Work to complete
From the first line of the data below, copy each line up to the one containing "in the plan.", and include that line too.

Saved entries
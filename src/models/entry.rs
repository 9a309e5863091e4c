use chrono::NaiveDate;
use serde::{Deserialize, Serialize};
use std::fmt;
use std::str::FromStr;
use uuid::Uuid;

use super::catalog;

/// Maximum number of set slots per entry.
pub const MAX_SETS: usize = 5;

/// One of the two training-day templates in the plan.
#[derive(Debug, Clone, Copy, PartialEq, Eq, Serialize, Deserialize, clap::ValueEnum)]
pub enum Day {
    #[serde(rename = "A")]
    #[value(name = "A", alias = "a")]
    A,
    #[serde(rename = "B")]
    #[value(name = "B", alias = "b")]
    B,
}

impl fmt::Display for Day {
    fn fmt(&self, f: &mut fmt::Formatter<'_>) -> fmt::Result {
        match self {
            Day::A => write!(f, "A"),
            Day::B => write!(f, "B"),
        }
    }
}

impl FromStr for Day {
    type Err = ();

    fn from_str(s: &str) -> Result<Self, Self::Err> {
        match s {
            "A" | "a" => Ok(Day::A),
            "B" | "b" => Ok(Day::B),
            _ => Err(()),
        }
    }
}

/// One logged set-group for one exercise on one day.
///
/// `id` is the sole identity key: upserts replace the entry with a matching id.
/// `week` stays a plain string because it is a grouping tag, never validated
/// against the date. `weight` and the set values are free-form strings (kg,
/// seconds or meters depending on the exercise unit) and may be blank.
#[derive(Debug, Clone, PartialEq, Serialize, Deserialize)]
#[serde(rename_all = "camelCase")]
pub struct Entry {
    pub id: String,
    pub date: NaiveDate,
    pub week: String,
    pub day: Day,
    pub exercise: String,
    pub exercise_label: String,
    pub weight: String,
    pub sets: Vec<String>,
    #[serde(default)]
    pub rpe: Option<String>,
    #[serde(default)]
    pub notes: Option<String>,
}

impl Entry {
    /// Creates an entry with a fresh id, resolving the display label through
    /// the exercise catalog.
    pub fn new(date: NaiveDate, week: impl Into<String>, day: Day, exercise: &str) -> Self {
        let ex = catalog::lookup(exercise);
        Self {
            id: Uuid::new_v4().to_string(),
            date,
            week: week.into(),
            day,
            exercise: ex.id,
            exercise_label: ex.label,
            weight: String::new(),
            sets: Vec::new(),
            rpe: None,
            notes: None,
        }
    }

    pub fn with_weight(mut self, weight: impl Into<String>) -> Self {
        self.weight = weight.into();
        self
    }

    /// Sets the set values, truncating to the 5-slot maximum.
    pub fn with_sets(mut self, mut sets: Vec<String>) -> Self {
        sets.truncate(MAX_SETS);
        self.sets = sets;
        self
    }

    pub fn with_rpe(mut self, rpe: impl Into<String>) -> Self {
        self.rpe = Some(rpe.into());
        self
    }

    pub fn with_notes(mut self, notes: impl Into<String>) -> Self {
        self.notes = Some(notes.into());
        self
    }

    /// Checks the entry shape required at the remote boundary.
    ///
    /// `day` is guaranteed by the type, `date` by chrono; what is left is the
    /// id, the week tag and the set-slot cap.
    pub fn validate(&self) -> Result<(), ValidationError> {
        if self.id.trim().is_empty() {
            return Err(ValidationError::EmptyId);
        }
        if self.week.trim().is_empty() {
            return Err(ValidationError::EmptyWeek);
        }
        if self.sets.len() > MAX_SETS {
            return Err(ValidationError::TooManySets(self.sets.len()));
        }
        Ok(())
    }
}

/// Malformed entry shape detected at the remote boundary.
#[derive(Debug, Clone, PartialEq, Eq)]
pub enum ValidationError {
    EmptyId,
    EmptyWeek,
    TooManySets(usize),
}

impl fmt::Display for ValidationError {
    fn fmt(&self, f: &mut fmt::Formatter<'_>) -> fmt::Result {
        match self {
            ValidationError::EmptyId => write!(f, "entry id must be a non-empty string"),
            ValidationError::EmptyWeek => write!(f, "entry week must be a non-empty string"),
            ValidationError::TooManySets(n) => {
                write!(f, "entry has {} sets, the maximum is {}", n, MAX_SETS)
            }
        }
    }
}

impl std::error::Error for ValidationError {}

#[cfg(test)]
mod tests {
    use super::*;

    fn date() -> NaiveDate {
        NaiveDate::from_ymd_opt(2025, 3, 10).unwrap()
    }

    #[test]
    fn test_new_entry_resolves_label() {
        let entry = Entry::new(date(), "1", Day::A, "HT");
        assert_eq!(entry.exercise, "HT");
        assert_eq!(entry.exercise_label, "Hip Thrust");
        assert!(!entry.id.is_empty());
    }

    #[test]
    fn test_new_entry_ids_are_unique() {
        let a = Entry::new(date(), "1", Day::A, "HT");
        let b = Entry::new(date(), "1", Day::A, "HT");
        assert_ne!(a.id, b.id);
    }

    #[test]
    fn test_with_sets_truncates_to_five() {
        let sets: Vec<String> = (0..7).map(|i| i.to_string()).collect();
        let entry = Entry::new(date(), "1", Day::B, "POGO").with_sets(sets);
        assert_eq!(entry.sets.len(), 5);
    }

    #[test]
    fn test_validate_rejects_blank_id() {
        let mut entry = Entry::new(date(), "1", Day::A, "HT");
        entry.id = "  ".to_string();
        assert_eq!(entry.validate(), Err(ValidationError::EmptyId));
    }

    #[test]
    fn test_validate_rejects_blank_week() {
        let entry = Entry::new(date(), "", Day::A, "HT");
        assert_eq!(entry.validate(), Err(ValidationError::EmptyWeek));
    }

    #[test]
    fn test_json_uses_camel_case_label() {
        let entry = Entry::new(date(), "2", Day::B, "SB5X5");
        let json = serde_json::to_string(&entry).unwrap();
        assert!(json.contains("\"exerciseLabel\""));
        assert!(json.contains("\"day\":\"B\""));
        assert!(json.contains("\"date\":\"2025-03-10\""));

        let parsed: Entry = serde_json::from_str(&json).unwrap();
        assert_eq!(parsed, entry);
    }

    #[test]
    fn test_day_parse() {
        assert_eq!("A".parse::<Day>(), Ok(Day::A));
        assert_eq!("b".parse::<Day>(), Ok(Day::B));
        assert!("C".parse::<Day>().is_err());
    }
}
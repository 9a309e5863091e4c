//! Tabular (CSV) codec and legacy-record migration.
//!
//! One entry maps to one fully-quoted 13-field row. Import locates columns by
//! header name rather than position, so files exported by older or newer
//! versions with reordered columns still load. Every imported row is minted a
//! fresh id: an import always creates new entries, it never merges by id.

use chrono::NaiveDate;
use serde::Deserialize;
use std::fmt;
use uuid::Uuid;

use crate::models::{catalog, Day, Entry, MAX_SETS};

/// Export column order. Import tolerates any order via header lookup.
pub const HEADER: [&str; 13] = [
    "date",
    "week",
    "day",
    "exercise",
    "exerciseLabel",
    "weight",
    "set1",
    "set2",
    "set3",
    "set4",
    "set5",
    "rpe",
    "notes",
];

/// Unparseable CSV line. The row is skipped; imports never fail wholesale.
#[derive(Debug, Clone, PartialEq, Eq)]
pub enum CodecError {
    MalformedRow(String),
}

impl fmt::Display for CodecError {
    fn fmt(&self, f: &mut fmt::Formatter<'_>) -> fmt::Result {
        match self {
            CodecError::MalformedRow(reason) => write!(f, "malformed row: {}", reason),
        }
    }
}

impl std::error::Error for CodecError {}

/// Flattens an entry into the 13 raw field values, in [`HEADER`] order.
///
/// Sets are right-padded with empty strings to exactly 5 slots and internal
/// newlines in notes are collapsed to spaces so the row stays on one line.
pub fn to_row(entry: &Entry) -> Vec<String> {
    let mut row = vec![
        entry.date.to_string(),
        entry.week.clone(),
        entry.day.to_string(),
        entry.exercise.clone(),
        entry.exercise_label.clone(),
        entry.weight.clone(),
    ];
    for i in 0..MAX_SETS {
        row.push(entry.sets.get(i).cloned().unwrap_or_default());
    }
    row.push(entry.rpe.clone().unwrap_or_default());
    let notes = entry.notes.clone().unwrap_or_default();
    row.push(notes.replace("\r\n", " ").replace('\n', " "));
    row
}

fn quote(field: &str) -> String {
    format!("\"{}\"", field.replace('"', "\"\""))
}

/// Renders the whole collection as a CSV document, header first, every field
/// quoted.
pub fn export_csv(entries: &[Entry]) -> String {
    let mut lines = Vec::with_capacity(entries.len() + 1);
    lines.push(HEADER.iter().map(|h| quote(h)).collect::<Vec<_>>().join(","));
    for entry in entries {
        lines.push(
            to_row(entry)
                .iter()
                .map(|f| quote(f))
                .collect::<Vec<_>>()
                .join(","),
        );
    }
    lines.join("\n")
}

/// Default export filename, embedding the current date.
pub fn export_filename(today: NaiveDate) -> String {
    format!("strength_log_{}.csv", today)
}

/// Splits one line into unquoted field values.
///
/// Quoted fields may contain commas and doubled-quote escapes. An unbalanced
/// quote anywhere makes the whole line malformed.
fn tokenize(line: &str) -> Result<Vec<String>, CodecError> {
    let mut fields = Vec::new();
    let mut chars = line.chars().peekable();

    loop {
        let mut field = String::new();
        if chars.peek() == Some(&'"') {
            chars.next();
            let mut closed = false;
            while let Some(c) = chars.next() {
                if c == '"' {
                    if chars.peek() == Some(&'"') {
                        chars.next();
                        field.push('"');
                    } else {
                        closed = true;
                        break;
                    }
                } else {
                    field.push(c);
                }
            }
            if !closed {
                return Err(CodecError::MalformedRow("unbalanced quote".to_string()));
            }
            fields.push(field);
            match chars.next() {
                None => break,
                Some(',') => continue,
                Some(c) => {
                    return Err(CodecError::MalformedRow(format!(
                        "unexpected '{}' after closing quote",
                        c
                    )))
                }
            }
        } else {
            let mut saw_comma = false;
            for c in chars.by_ref() {
                if c == ',' {
                    saw_comma = true;
                    break;
                }
                field.push(c);
            }
            if field.contains('"') {
                return Err(CodecError::MalformedRow(
                    "quote inside unquoted field".to_string(),
                ));
            }
            fields.push(field);
            if !saw_comma {
                break;
            }
        }
    }

    Ok(fields)
}

/// Parses the header line into column names. The header is parsed leniently
/// (split on commas, quotes stripped); only data rows go through the strict
/// tokenizer.
fn parse_header(line: &str) -> Vec<String> {
    line.split(',')
        .map(|h| h.replace('"', "").trim().to_string())
        .collect()
}

/// Parses one data line into an entry using the supplied header for column
/// positions. Missing columns take the same defaults as the form: today's
/// date, week "1", day A. The exercise is resolved through the catalog from
/// the `exercise` column, falling back to `exerciseLabel`.
pub fn from_row(header: &[String], line: &str, today: NaiveDate) -> Result<Entry, CodecError> {
    let fields = tokenize(line)?;

    let date =
        NaiveDate::parse_from_str(column(header, &fields, "date"), "%Y-%m-%d").unwrap_or(today);
    let week = match column(header, &fields, "week") {
        "" => "1".to_string(),
        w => w.to_string(),
    };
    let day = column(header, &fields, "day").parse::<Day>().unwrap_or(Day::A);

    let key = match column(header, &fields, "exercise") {
        "" => column(header, &fields, "exerciseLabel"),
        k => k,
    };
    let ex = catalog::lookup(key);

    let sets = (1..=MAX_SETS)
        .map(|i| column(header, &fields, &format!("set{}", i)).to_string())
        .collect();
    let opt = |s: &str| {
        if s.is_empty() {
            None
        } else {
            Some(s.to_string())
        }
    };

    Ok(Entry {
        id: Uuid::new_v4().to_string(),
        date,
        week,
        day,
        exercise: ex.id,
        exercise_label: ex.label,
        weight: column(header, &fields, "weight").to_string(),
        sets,
        rpe: opt(column(header, &fields, "rpe")),
        notes: opt(column(header, &fields, "notes")),
    })
}

/// Field value for a named column, or empty when the column or value is
/// missing.
fn column<'a>(header: &[String], fields: &'a [String], name: &str) -> &'a str {
    header
        .iter()
        .position(|h| h == name)
        .and_then(|i| fields.get(i))
        .map(String::as_str)
        .unwrap_or("")
}

/// Outcome of a CSV import: the parsed entries plus how many rows were
/// dropped as malformed.
#[derive(Debug, Default)]
pub struct ImportReport {
    pub entries: Vec<Entry>,
    pub skipped: usize,
}

/// Parses a whole CSV document. Malformed rows are counted and skipped; one
/// bad row never aborts the rest of the file.
pub fn import_csv(text: &str, today: NaiveDate) -> ImportReport {
    let mut lines = text.lines().filter(|l| !l.trim().is_empty());
    let header = match lines.next() {
        Some(line) => parse_header(line),
        None => return ImportReport::default(),
    };

    let mut report = ImportReport::default();
    for line in lines {
        match from_row(&header, line, today) {
            Ok(entry) => report.entries.push(entry),
            Err(e) => {
                tracing::warn!("Skipping CSV row: {}", e);
                report.skipped += 1;
            }
        }
    }
    report
}

/// The week tag in v1 records was sometimes stored as a bare number.
#[derive(Debug, Clone, Deserialize)]
#[serde(untagged)]
pub enum LegacyWeek {
    Text(String),
    Number(f64),
}

impl LegacyWeek {
    fn into_tag(self) -> String {
        match self {
            LegacyWeek::Text(s) if s.is_empty() => "1".to_string(),
            LegacyWeek::Text(s) => s,
            LegacyWeek::Number(n) if n.fract() == 0.0 => format!("{}", n as i64),
            LegacyWeek::Number(n) => n.to_string(),
        }
    }
}

/// Pre-label cache record shape: no `exerciseLabel`, every field optional,
/// `exercise` may hold either an identifier or a display label.
#[derive(Debug, Clone, Default, Deserialize)]
pub struct LegacyEntry {
    #[serde(default)]
    pub id: Option<String>,
    #[serde(default)]
    pub date: Option<String>,
    #[serde(default)]
    pub week: Option<LegacyWeek>,
    #[serde(default)]
    pub day: Option<String>,
    #[serde(default)]
    pub exercise: Option<String>,
    #[serde(default)]
    pub weight: Option<String>,
    #[serde(default)]
    pub sets: Option<Vec<String>>,
    #[serde(default)]
    pub rpe: Option<String>,
    #[serde(default)]
    pub notes: Option<String>,
}

/// Upgrades a v1 record to the current shape.
///
/// The exercise key is resolved through the catalog so that records which
/// stored a display label ("Hip Thrust") come out with the identifier ("HT")
/// and a proper label. Missing fields take the same defaults as `from_row`.
pub fn migrate_legacy(old: LegacyEntry, today: NaiveDate) -> Entry {
    let ex = catalog::lookup(old.exercise.as_deref().unwrap_or(""));
    let mut sets = old.sets.unwrap_or_default();
    sets.truncate(MAX_SETS);
    let opt = |v: Option<String>| v.filter(|s| !s.is_empty());

    Entry {
        id: old
            .id
            .filter(|s| !s.is_empty())
            .unwrap_or_else(|| Uuid::new_v4().to_string()),
        date: old
            .date
            .and_then(|d| NaiveDate::parse_from_str(&d, "%Y-%m-%d").ok())
            .unwrap_or(today),
        week: old.week.map(LegacyWeek::into_tag).unwrap_or_else(|| "1".to_string()),
        day: old
            .day
            .and_then(|d| d.parse::<Day>().ok())
            .unwrap_or(Day::A),
        exercise: ex.id,
        exercise_label: ex.label,
        weight: old.weight.unwrap_or_default(),
        sets,
        rpe: opt(old.rpe),
        notes: opt(old.notes),
    }
}
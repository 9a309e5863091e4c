use chrono::{Local, NaiveDate};
use clap::{Args, ValueEnum};
use std::io::{self, Write};

use crate::aggregate::{self, ViewFilter};
use crate::models::{catalog, Day, Entry, MAX_SETS};
use crate::sync::{RemoteStore, SyncEngine, SyncMode};

#[derive(Clone, ValueEnum, Default)]
pub enum OutputFormat {
    #[default]
    Text,
    Json,
}

fn report_mode(mode: SyncMode) {
    if mode == SyncMode::Offline {
        println!("(offline: saved to local cache, not yet synced)");
    }
}

#[derive(Args)]
pub struct AddCommand {
    /// Exercise identifier or label (unknown names become custom exercises)
    pub exercise: String,

    /// Entry date (YYYY-MM-DD, defaults to today)
    #[arg(long)]
    pub date: Option<NaiveDate>,

    /// Plan week (1-4)
    #[arg(long, short, default_value = "1")]
    pub week: String,

    /// Training day
    #[arg(long, short, value_enum, default_value = "A")]
    pub day: Day,

    /// Load: kg, seconds or meters depending on the exercise
    #[arg(long)]
    pub weight: Option<String>,

    /// A set value (reps/seconds/meters); can be repeated up to 5 times
    #[arg(long = "set", value_name = "VALUE")]
    pub sets: Vec<String>,

    /// Prefill the sets from the exercise's catalog template
    #[arg(long)]
    pub template: bool,

    /// Perceived exertion
    #[arg(long)]
    pub rpe: Option<String>,

    /// Free-form notes
    #[arg(long)]
    pub notes: Option<String>,
}

impl AddCommand {
    pub async fn run<R: RemoteStore>(
        &self,
        engine: &mut SyncEngine<R>,
    ) -> Result<(), Box<dyn std::error::Error>> {
        let date = self.date.unwrap_or_else(|| Local::now().date_naive());
        let mut entry = Entry::new(date, self.week.clone(), self.day, &self.exercise);

        let sets = if self.template && self.sets.is_empty() {
            // Same shape the form produces: template values padded to 5 slots.
            let mut sets = catalog::lookup(&self.exercise).template;
            sets.truncate(MAX_SETS);
            sets.resize(MAX_SETS, String::new());
            sets
        } else {
            self.sets.clone()
        };
        entry = entry.with_sets(sets);

        if let Some(weight) = &self.weight {
            entry = entry.with_weight(weight);
        }
        if let Some(rpe) = &self.rpe {
            entry = entry.with_rpe(rpe);
        }
        if let Some(notes) = &self.notes {
            entry = entry.with_notes(notes);
        }

        let id = entry.id.clone();
        let label = entry.exercise_label.clone();
        let mode = engine.upsert(entry).await;

        println!("Added {} ({})", label, id);
        report_mode(mode);
        Ok(())
    }
}

#[derive(Args)]
pub struct ListCommand {
    /// Filter by plan week
    #[arg(long, short)]
    pub week: Option<String>,

    /// Filter by training day
    #[arg(long, short, value_enum)]
    pub day: Option<Day>,

    /// Case-insensitive search over exercise label and notes
    #[arg(long, short)]
    pub query: Option<String>,

    /// Output format
    #[arg(long, short, value_enum, default_value = "text")]
    pub format: OutputFormat,
}

impl ListCommand {
    pub fn run<R: RemoteStore>(
        &self,
        engine: &SyncEngine<R>,
    ) -> Result<(), Box<dyn std::error::Error>> {
        let filter = ViewFilter {
            week: self.week.clone(),
            day: self.day,
            query: self.query.clone(),
        };
        let entries = aggregate::filter_entries(engine.entries(), &filter);

        if entries.is_empty() {
            println!("No entries found");
            return Ok(());
        }

        match self.format {
            OutputFormat::Json => {
                println!("{}", serde_json::to_string_pretty(&entries)?);
            }
            OutputFormat::Text => {
                println!(
                    "{:<36}  {:<10}  {:<4}  {:<3}  {:<28}  {:<8}  {:<20}  {:<4}  {:>5}",
                    "ID", "DATE", "WEEK", "DAY", "EXERCISE", "WEIGHT", "SETS", "RPE", "COMPL"
                );
                println!("{}", "-".repeat(128));
                for entry in entries.iter().copied() {
                    // Display pads to 5 slots; storage is untouched.
                    let sets: Vec<&str> = (0..MAX_SETS)
                        .map(|i| entry.sets.get(i).map(String::as_str).unwrap_or(""))
                        .collect();
                    println!(
                        "{:<36}  {:<10}  {:<4}  {:<3}  {:<28}  {:<8}  {:<20}  {:<4}  {:>4.0}%",
                        entry.id,
                        entry.date,
                        entry.week,
                        entry.day,
                        entry.exercise_label,
                        entry.weight,
                        sets.join("/"),
                        entry.rpe.as_deref().unwrap_or(""),
                        aggregate::completion_percent(entry),
                    );
                }
                let volume = aggregate::total_volume(entries.iter().copied());
                println!("\nTotal: {} entry(ies)", entries.len());
                println!("Approx. volume: {} kg-rep", volume);
                if engine.mode() == SyncMode::Offline {
                    println!("(offline: showing locally cached data)");
                }
            }
        }
        Ok(())
    }
}

#[derive(Args)]
pub struct EditCommand {
    /// Entry id
    pub id: String,

    /// New date (YYYY-MM-DD)
    #[arg(long)]
    pub date: Option<NaiveDate>,

    /// New plan week
    #[arg(long, short)]
    pub week: Option<String>,

    /// New training day
    #[arg(long, short, value_enum)]
    pub day: Option<Day>,

    /// New exercise identifier or label (relabels the entry)
    #[arg(long)]
    pub exercise: Option<String>,

    /// New load value
    #[arg(long)]
    pub weight: Option<String>,

    /// Replacement set values (repeat up to 5 times; replaces all sets)
    #[arg(long = "set", value_name = "VALUE")]
    pub sets: Vec<String>,

    /// New perceived exertion
    #[arg(long)]
    pub rpe: Option<String>,

    /// New notes
    #[arg(long)]
    pub notes: Option<String>,
}

impl EditCommand {
    pub async fn run<R: RemoteStore>(
        &self,
        engine: &mut SyncEngine<R>,
    ) -> Result<(), Box<dyn std::error::Error>> {
        let Some(existing) = engine.get(&self.id) else {
            return Err(format!("No entry with id '{}'", self.id).into());
        };
        let mut entry = existing.clone();

        if let Some(date) = self.date {
            entry.date = date;
        }
        if let Some(week) = &self.week {
            entry.week = week.clone();
        }
        if let Some(day) = self.day {
            entry.day = day;
        }
        if let Some(exercise) = &self.exercise {
            // Keep the denormalized label in sync at write time.
            let ex = catalog::lookup(exercise);
            entry.exercise = ex.id;
            entry.exercise_label = ex.label;
        }
        if let Some(weight) = &self.weight {
            entry.weight = weight.clone();
        }
        if !self.sets.is_empty() {
            entry = entry.with_sets(self.sets.clone());
        }
        if let Some(rpe) = &self.rpe {
            entry.rpe = Some(rpe.clone());
        }
        if let Some(notes) = &self.notes {
            entry.notes = Some(notes.clone());
        }

        let mode = engine.upsert(entry).await;
        println!("Updated {}", self.id);
        report_mode(mode);
        Ok(())
    }
}

#[derive(Args)]
pub struct DeleteCommand {
    /// Entry id
    #[arg(required_unless_present = "all")]
    pub id: Option<String>,

    /// Delete every entry
    #[arg(long, conflicts_with = "id")]
    pub all: bool,

    /// Skip confirmation prompt
    #[arg(long, short)]
    pub force: bool,
}

impl DeleteCommand {
    pub async fn run<R: RemoteStore>(
        &self,
        engine: &mut SyncEngine<R>,
    ) -> Result<(), Box<dyn std::error::Error>> {
        if self.all {
            if !self.force && !confirm("Delete ALL entries?")? {
                println!("Cancelled");
                return Ok(());
            }
            let mode = engine.clear().await;
            println!("Deleted all entries");
            report_mode(mode);
            return Ok(());
        }

        let id = self.id.as_deref().unwrap_or("");
        if !self.force && !confirm(&format!("Delete entry {}?", id))? {
            println!("Cancelled");
            return Ok(());
        }

        let mode = engine.remove(id).await?;
        println!("Deleted {}", id);
        report_mode(mode);
        Ok(())
    }
}

fn confirm(prompt: &str) -> Result<bool, io::Error> {
    print!("{} [y/N] ", prompt);
    io::stdout().flush()?;
    let mut answer = String::new();
    io::stdin().read_line(&mut answer)?;
    Ok(answer.trim().eq_ignore_ascii_case("y"))
}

Reply to the exercise
filename src/models/entry.rs
repository 9a309e5863091e4c
use chrono::NaiveDate;
use serde::{Deserialize, Serialize};
use std::fmt;
use std::str::FromStr;
use uuid::Uuid;

use super::catalog;

/// Maximum number of set slots per entry.
pub const MAX_SETS: usize = 5;

/// One of the two training-day templates in the plan.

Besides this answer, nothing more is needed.